When the kids are busy I catch up on emails and news. I find my way to a ‘human interest’ clip from CNN on YouTube. I cry and so does the interviewer. The news is not supposed to be like this. I stop it before it ends, like I stop bad dreams before they become nightmares, and I sit there remembering why I don’t watch TV.
I get my news from Radio New Zealand. Smart people asking other smart people insightful questions. Very little ‘human interest’.
I also listen to the Prime Minister’s daily briefings, marvelling at how lucky we are to have a compassionate leader in such a crisis. If the centre-right National Party had been in power my friend, a monumental mason, would have been busy next year—twelve months after death—when families erect headstones.
My wife wonders if Jacinda is heralding a new era of compassionate female leaders. I hope so.
I don’t feel compassionate, I feel bored, so I post on the WhatsApp group I share with my 10 first-cousins.
“Two questions for you dickheads” I post.

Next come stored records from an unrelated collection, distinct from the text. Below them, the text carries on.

//! Event tracers: subscription bookkeeping and timeout-bounded queries.

use std::collections::{HashSet, VecDeque};
use std::sync::{Arc, Weak};
use std::time::{Duration, Instant};

use parking_lot::{Condvar, Mutex};
use tracing::{debug, trace};

use crate::bus::{ChangeListener, EventBus};
use crate::error::{TraceResult, TracerError};
use crate::event::{AttributeKey, AttributeValue, ChangeEvent};

/// Capability to watch attribute changes and answer timed queries.
pub trait EventTracer: Send + Sync {
    /// Start capturing changes of `attribute` on `device`.
    fn subscribe(&self, device: &str, attribute: &str) -> TraceResult<()>;

    /// Stop capturing everything.
    fn unsubscribe_all(&self);

    /// Discard captured events, keeping subscriptions.
    fn clear_events(&self);

    /// Block until a change of (`device`, `attribute`) to `expected` has been
    /// captured, or `timeout` elapses.
    ///
    /// Returns whether a matching change was captured. Events captured since
    /// the last [`clear_events`](Self::clear_events) count, including those
    /// captured before the call.
    fn wait_for_change(
        &self,
        device: &str,
        attribute: &str,
        expected: &AttributeValue,
        timeout: Duration,
    ) -> TraceResult<bool>;
}

/// A shared reference to an event tracer.
pub type SharedTracer = Arc<dyn EventTracer>;

#[derive(Default)]
struct TracerState {
    subscriptions: HashSet<AttributeKey>,
    events: VecDeque<ChangeEvent>,
}

/// Tracer that captures change events from an [`EventBus`].
///
/// Only events for subscribed pairs are kept. Waiting callers are woken on
/// every captured event and re-check their match; no polling is involved.
/// When the buffer is full the oldest event is evicted.
///
/// # Example
///
/// ```
/// use std::time::Duration;
/// use vigil_trace::{ChangeEvent, ChangeEventTracer, DevState, EventBus, EventTracer};
///
/// let bus = EventBus::shared();
/// let tracer = ChangeEventTracer::on_bus(&bus);
/// tracer.subscribe("test/device/1", "state").unwrap();
///
/// bus.publish(ChangeEvent::new("test/device/1", "state", DevState::On));
///
/// let seen = tracer
///     .wait_for_change("test/device/1", "state", &DevState::On.into(), Duration::from_millis(10))
///     .unwrap();
/// assert!(seen);
/// ```
pub struct ChangeEventTracer {
    state: Mutex<TracerState>,
    captured: Condvar,
    max_events: usize,
    source: Option<Weak<EventBus>>,
}

impl ChangeEventTracer {
    /// Default cap on buffered events.
    pub const DEFAULT_MAX_EVENTS: usize = 10_000;

    /// Create a tracer not connected to any bus.
    ///
    /// Events can be fed directly through [`ChangeListener::on_change`].
    pub fn new() -> Self {
        Self::with_capacity(Self::DEFAULT_MAX_EVENTS)
    }

    /// Create a tracer that buffers at most `max_events` events.
    pub fn with_capacity(max_events: usize) -> Self {
        Self {
            state: Mutex::new(TracerState::default()),
            captured: Condvar::new(),
            max_events: max_events.max(1),
            source: None,
        }
    }

    /// Create a tracer registered on `bus`.
    ///
    /// The tracer holds the bus weakly. Once the bus is dropped, further
    /// subscriptions fail with [`TracerError::Disconnected`].
    pub fn on_bus(bus: &Arc<EventBus>) -> Arc<Self> {
        let tracer = Arc::new(Self {
            source: Some(Arc::downgrade(bus)),
            ..Self::new()
        });
        bus.register(&tracer);
        tracer
    }

    /// Check if the tracer's bus, if any, is still alive.
    pub fn is_connected(&self) -> bool {
        self.source
            .as_ref()
            .is_none_or(|bus| bus.strong_count() > 0)
    }

    /// Get a snapshot of captured events, oldest first.
    pub fn events(&self) -> Vec<ChangeEvent> {
        self.state.lock().events.iter().cloned().collect()
    }

    /// Get the number of captured events.
    pub fn event_count(&self) -> usize {
        self.state.lock().events.len()
    }

    /// Get the current subscriptions, sorted.
    pub fn subscriptions(&self) -> Vec<AttributeKey> {
        let mut keys: Vec<_> = self.state.lock().subscriptions.iter().cloned().collect();
        keys.sort();
        keys
    }

    /// Check if (`device`, `attribute`) is subscribed.
    pub fn is_subscribed(&self, device: &str, attribute: &str) -> bool {
        self.state
            .lock()
            .subscriptions
            .contains(&AttributeKey::new(device, attribute))
    }

    /// Check whether a matching change has already been captured.
    pub fn has_change(&self, device: &str, attribute: &str, expected: &AttributeValue) -> bool {
        let key = AttributeKey::new(device, attribute);
        self.state
            .lock()
            .events
            .iter()
            .any(|e| e.matches(&key, expected))
    }
}

impl Default for ChangeEventTracer {
    fn default() -> Self {
        Self::new()
    }
}

impl EventTracer for ChangeEventTracer {
    fn subscribe(&self, device: &str, attribute: &str) -> TraceResult<()> {
        if !self.is_connected() {
            return Err(TracerError::Disconnected);
        }
        let key = AttributeKey::new(device, attribute);
        let added = self.state.lock().subscriptions.insert(key.clone());
        if added {
            debug!(key = %key, "Subscribed to change events");
        } else {
            trace!(key = %key, "Already subscribed");
        }
        Ok(())
    }

    fn unsubscribe_all(&self) {
        let removed = {
            let mut state = self.state.lock();
            let removed = state.subscriptions.len();
            state.subscriptions.clear();
            removed
        };
        debug!(removed, "Unsubscribed from all change events");
    }

    fn clear_events(&self) {
        let cleared = {
            let mut state = self.state.lock();
            let cleared = state.events.len();
            state.events.clear();
            cleared
        };
        debug!(cleared, "Cleared captured events");
    }

    fn wait_for_change(
        &self,
        device: &str,
        attribute: &str,
        expected: &AttributeValue,
        timeout: Duration,
    ) -> TraceResult<bool> {
        let deadline = Instant::now()
            .checked_add(timeout)
            .ok_or_else(|| TracerError::InvalidTimeout(format!("{:?}", timeout)))?;
        let key = AttributeKey::new(device, attribute);

        let mut state = self.state.lock();
        if !state.subscriptions.contains(&key) {
            return Err(TracerError::NotSubscribed {
                device: device.to_string(),
                attribute: attribute.to_string(),
            });
        }

        loop {
            if state.events.iter().any(|e| e.matches(&key, expected)) {
                return Ok(true);
            }
            if self.captured.wait_until(&mut state, deadline).timed_out() {
                return Ok(state.events.iter().any(|e| e.matches(&key, expected)));
            }
        }
    }
}

impl ChangeListener for ChangeEventTracer {
    fn on_change(&self, event: &ChangeEvent) {
        let key = event.key();
        let mut state = self.state.lock();
        if !state.subscriptions.contains(&key) {
            return;
        }
        if state.events.len() >= self.max_events {
            state.events.pop_front();
            debug!(key = %key, max = self.max_events, "Event buffer full, evicted oldest event");
        }
        trace!(key = %key, value = %event.value, "Captured change event");
        state.events.push_back(event.clone());
        drop(state);
        self.captured.notify_all();
    }
}

impl std::fmt::Debug for ChangeEventTracer {
    fn fmt(&self, f: &mut std::fmt::Formatter<'_>) -> std::fmt::Result {
        let state = self.state.lock();
        f.debug_struct("ChangeEventTracer")
            .field("subscriptions", &state.subscriptions.len())
            .field("events", &state.events.len())
            .field("max_events", &self.max_events)
            .finish()
    }
}

#[cfg(test)]
mod tests {
    use std::thread;

    use super::*;
    use crate::event::DevState;

    const DEVICE: &str = "test/device/power_switch";

    #[test]
    fn test_unsubscribed_events_are_ignored() {
        let bus = EventBus::shared();
        let tracer = ChangeEventTracer::on_bus(&bus);

        bus.publish(ChangeEvent::new(DEVICE, "state", DevState::On));
        assert_eq!(tracer.event_count(), 0);

        tracer.subscribe(DEVICE, "state").unwrap();
        bus.publish(ChangeEvent::new(DEVICE, "state", DevState::On));
        bus.publish(ChangeEvent::new(DEVICE, "health", "OK"));
        assert_eq!(tracer.event_count(), 1);
    }

    #[test]
    fn test_subscribe_is_idempotent() {
        let tracer = ChangeEventTracer::new();
        tracer.subscribe(DEVICE, "state").unwrap();
        tracer.subscribe(DEVICE, "State").unwrap();
        assert_eq!(tracer.subscriptions().len(), 1);
        assert!(tracer.is_subscribed(DEVICE, "STATE"));
    }

    #[test]
    fn test_wait_returns_immediately_for_captured_event() {
        let tracer = ChangeEventTracer::new();
        tracer.subscribe(DEVICE, "state").unwrap();
        tracer.on_change(&ChangeEvent::new(DEVICE, "state", DevState::On));

        let start = Instant::now();
        let seen = tracer
            .wait_for_change(DEVICE, "state", &DevState::On.into(), Duration::from_secs(5))
            .unwrap();
        assert!(seen);
        assert!(start.elapsed() < Duration::from_secs(1));
    }

    #[test]
    fn test_wait_times_out() {
        let tracer = ChangeEventTracer::new();
        tracer.subscribe(DEVICE, "state").unwrap();
        tracer.on_change(&ChangeEvent::new(DEVICE, "state", DevState::Off));

        let start = Instant::now();
        let seen = tracer
            .wait_for_change(DEVICE, "state", &DevState::On.into(), Duration::from_millis(50))
            .unwrap();
        let elapsed = start.elapsed();

        assert!(!seen);
        assert!(elapsed >= Duration::from_millis(50));
        assert!(
            elapsed < Duration::from_millis(500),
            "Should have timed out in ~50ms but took {:?}",
            elapsed
        );
    }

    #[test]
    fn test_wait_wakes_on_event_from_other_thread() {
        let tracer = Arc::new(ChangeEventTracer::new());
        tracer.subscribe(DEVICE, "state").unwrap();

        let publisher = {
            let tracer = Arc::clone(&tracer);
            thread::spawn(move || {
                thread::sleep(Duration::from_millis(30));
                tracer.on_change(&ChangeEvent::new(DEVICE, "state", DevState::On));
            })
        };

        let seen = tracer
            .wait_for_change(DEVICE, "state", &DevState::On.into(), Duration::from_secs(2))
            .unwrap();
        publisher.join().unwrap();
        assert!(seen);
    }

    #[test]
    fn test_wait_requires_subscription() {
        let tracer = ChangeEventTracer::new();
        let result =
            tracer.wait_for_change(DEVICE, "state", &DevState::On.into(), Duration::from_millis(10));
        assert!(matches!(result, Err(TracerError::NotSubscribed { .. })));
    }

    #[test]
    fn test_clear_events_keeps_subscriptions() {
        let tracer = ChangeEventTracer::new();
        tracer.subscribe(DEVICE, "state").unwrap();
        tracer.on_change(&ChangeEvent::new(DEVICE, "state", DevState::On));
        assert!(tracer.has_change(DEVICE, "state", &DevState::On.into()));

        tracer.clear_events();
        assert_eq!(tracer.event_count(), 0);
        assert!(tracer.is_subscribed(DEVICE, "state"));
        assert!(!tracer.has_change(DEVICE, "state", &DevState::On.into()));
    }

    #[test]
    fn test_unsubscribe_all_stops_capture() {
        let tracer = ChangeEventTracer::new();
        tracer.subscribe(DEVICE, "state").unwrap();
        tracer.unsubscribe_all();

        tracer.on_change(&ChangeEvent::new(DEVICE, "state", DevState::On));
        assert_eq!(tracer.event_count(), 0);
        assert!(tracer.subscriptions().is_empty());
    }

    #[test]
    fn test_event_buffer_cap() {
        let tracer = ChangeEventTracer::with_capacity(2);
        tracer.subscribe(DEVICE, "state").unwrap();
        for _ in 0..5 {
            tracer.on_change(&ChangeEvent::new(DEVICE, "state", DevState::On));
        }
        assert_eq!(tracer.event_count(), 2);
    }

    #[test]
    fn test_full_buffer_keeps_newest_event() {
        let tracer = ChangeEventTracer::with_capacity(2);
        tracer.subscribe(DEVICE, "state").unwrap();
        tracer.on_change(&ChangeEvent::new(DEVICE, "state", DevState::Off));
        tracer.on_change(&ChangeEvent::new(DEVICE, "state", DevState::Off));
        tracer.on_change(&ChangeEvent::new(DEVICE, "state", DevState::On));

        let seen = tracer
            .wait_for_change(DEVICE, "state", &DevState::On.into(), Duration::from_millis(50))
            .unwrap();
        assert!(seen);

        let events = tracer.events();
        assert_eq!(events.len(), 2);
        assert_eq!(events[1].value, AttributeValue::State(DevState::On));
    }

    #[test]
    fn test_full_buffer_wakes_waiter() {
        let tracer = Arc::new(ChangeEventTracer::with_capacity(1));
        tracer.subscribe(DEVICE, "state").unwrap();
        tracer.on_change(&ChangeEvent::new(DEVICE, "state", DevState::Off));

        let publisher = {
            let tracer = Arc::clone(&tracer);
            thread::spawn(move || {
                thread::sleep(Duration::from_millis(30));
                tracer.on_change(&ChangeEvent::new(DEVICE, "state", DevState::On));
            })
        };

        let seen = tracer
            .wait_for_change(DEVICE, "state", &DevState::On.into(), Duration::from_secs(2))
            .unwrap();
        publisher.join().unwrap();
        assert!(seen);
    }

    #[test]
    fn test_subscribe_after_bus_dropped() {
        let bus = EventBus::shared();
        let tracer = ChangeEventTracer::on_bus(&bus);
        tracer.subscribe(DEVICE, "state").unwrap();
        assert!(tracer.is_connected());

        drop(bus);

        assert!(!tracer.is_connected());
        assert_eq!(
            tracer.subscribe(DEVICE, "health"),
            Err(TracerError::Disconnected)
        );
        assert!(ChangeEventTracer::new().is_connected());
    }

    #[test]
    fn test_invalid_timeout() {
        let tracer = ChangeEventTracer::new();
        tracer.subscribe(DEVICE, "state").unwrap();
        let result =
            tracer.wait_for_change(DEVICE, "state", &DevState::On.into(), Duration::MAX);
        assert!(matches!(result, Err(TracerError::InvalidTimeout(_))));
    }
}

“I was wondering if the antivaxers among us will be lining up for the Covid-19 vaccinations when they arrive? And to the rest of you, how do you feel now about the years of chronic underfunding of the health system under National?”
I try and offend both ends of the political spectrum.
These exchanges always descend, rapidly, into me being abused ; myself insisting that they should really listen to what I say as I am the only cousin with a PhD.
This sends them apoplectic.
Mission accomplished. I go and make the kids a snack.